Tutto ebbe inizio nell’estate del 2025, quando Anthropic fece la storia diventando la prima azienda di intelligenza artificiale a integrare i propri modelli nelle reti classificate del Dipartimento della Difesa americano. Il contratto, del valore potenziale di 200 milioni di dollari, fu siglato in collaborazione con Palantir. Ma all’interno di quel contratto era sepolta una clausola che avrebbe scatenato una delle crisi più drammatiche: la "acceptable use policy" di Anthropic, che vietava esplicitamente l’uso di Claude per la sorveglianza di massa e per i sistemi d’arma completamente autonomi.

Sul fronte delle armi autonome, il CEO Dario Amodei era stato esplicito: i modelli AI di frontiera attuali non sono abbastanza affidabili per prendere decisioni letali senza supervisione umana.

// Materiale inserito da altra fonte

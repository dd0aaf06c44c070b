//! Bullets
//!
//! A bullet resolves against at most one target per frame. Removal is
//! deferred: resolution sets `marked_for_deletion` and the collection is
//! swept at the start of the next update.

use glam::Vec2;

use super::rect::{HitAxis, Rect, reflect_velocity};
use super::state::Owner;
use crate::config::BulletConfig;
use crate::consts::BOUNCE_NUDGE;

/// Special payload a tank's shots carry
#[derive(Debug, Clone, Copy, PartialEq, Eq, Default)]
pub struct Payload {
    pub explosive: bool,
    pub chain: bool,
    pub thunder: bool,
}

#[derive(Debug, Clone)]
pub struct Bullet {
    pub pos: Vec2,
    pub vel: Vec2,
    pub owner: Owner,
    pub radius: f32,
    /// Seconds left before the bullet expires
    pub life: f32,
    pub damage: i32,
    pub payload: Payload,
    /// One-shot guards for the payload effects
    pub has_exploded: bool,
    pub has_chained: bool,
    pub has_thundered: bool,
    pub bounces: u32,
    pub max_bounces: u32,
    pub marked_for_deletion: bool,
}

impl Bullet {
    pub fn new(pos: Vec2, vel: Vec2, owner: Owner, payload: Payload, config: &BulletConfig) -> Self {
        Self {
            pos,
            vel,
            owner,
            radius: config.radius,
            life: config.life,
            damage: config.damage,
            payload,
            has_exploded: false,
            has_chained: false,
            has_thundered: false,
            bounces: 0,
            max_bounces: config.max_bounces,
            marked_for_deletion: false,
        }
    }

    /// Follow-up bullet spawned by a chain kill; it can never chain again
    pub fn chained(pos: Vec2, vel: Vec2, owner: Owner, config: &BulletConfig) -> Self {
        let payload = Payload { chain: true, ..Payload::default() };
        Self {
            has_chained: true,
            ..Self::new(pos, vel, owner, payload, config)
        }
    }

    /// Move and age the bullet
    pub fn advance(&mut self, dt: f32) {
        self.pos += self.vel * dt;
        self.life -= dt;
    }

    /// Expired or outside the arena
    pub fn is_spent(&self, arena: &Rect) -> bool {
        self.life <= 0.0
            || self.pos.x < arena.x
            || self.pos.x > arena.right()
            || self.pos.y < arena.y
            || self.pos.y > arena.bottom()
    }

    pub fn bounds(&self) -> Rect {
        Rect::around(self.pos, self.radius)
    }

    /// Thunder rounds ricochet until their bounce budget runs out
    pub fn can_bounce(&self) -> bool {
        self.payload.thunder && self.bounces < self.max_bounces
    }

    /// Mirror off an obstacle face and step clear of it
    pub fn bounce(&mut self, axis: HitAxis) {
        self.vel = reflect_velocity(self.vel, axis);
        self.pos += self.vel * BOUNCE_NUDGE;
        self.bounces += 1;
    }

    /// Leave along a new heading at the same speed
    pub fn deflect(&mut self, direction: Vec2, nudge: f32) {
        self.vel = direction * self.vel.length();
        self.pos += self.vel * nudge;
        self.bounces += 1;
    }

    pub fn mark(&mut self) {
        self.marked_for_deletion = true;
    }
}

Consentirne l’utilizzo in sistemi capaci di colpire bersagli da soli sarebbe un rischio per i soldati e per i civili. La tensione esplose quando il segretario alla Difesa Pete Hegseth pose un ultimatum netto: accettare l'uso senza eccezioni o perdere il contratto ed essere designati "rischio per la supply chain della sicurezza nazionale". Amodei non cedette, dichiarando: "Non possiamo in coscienza accedere alla loro richiesta".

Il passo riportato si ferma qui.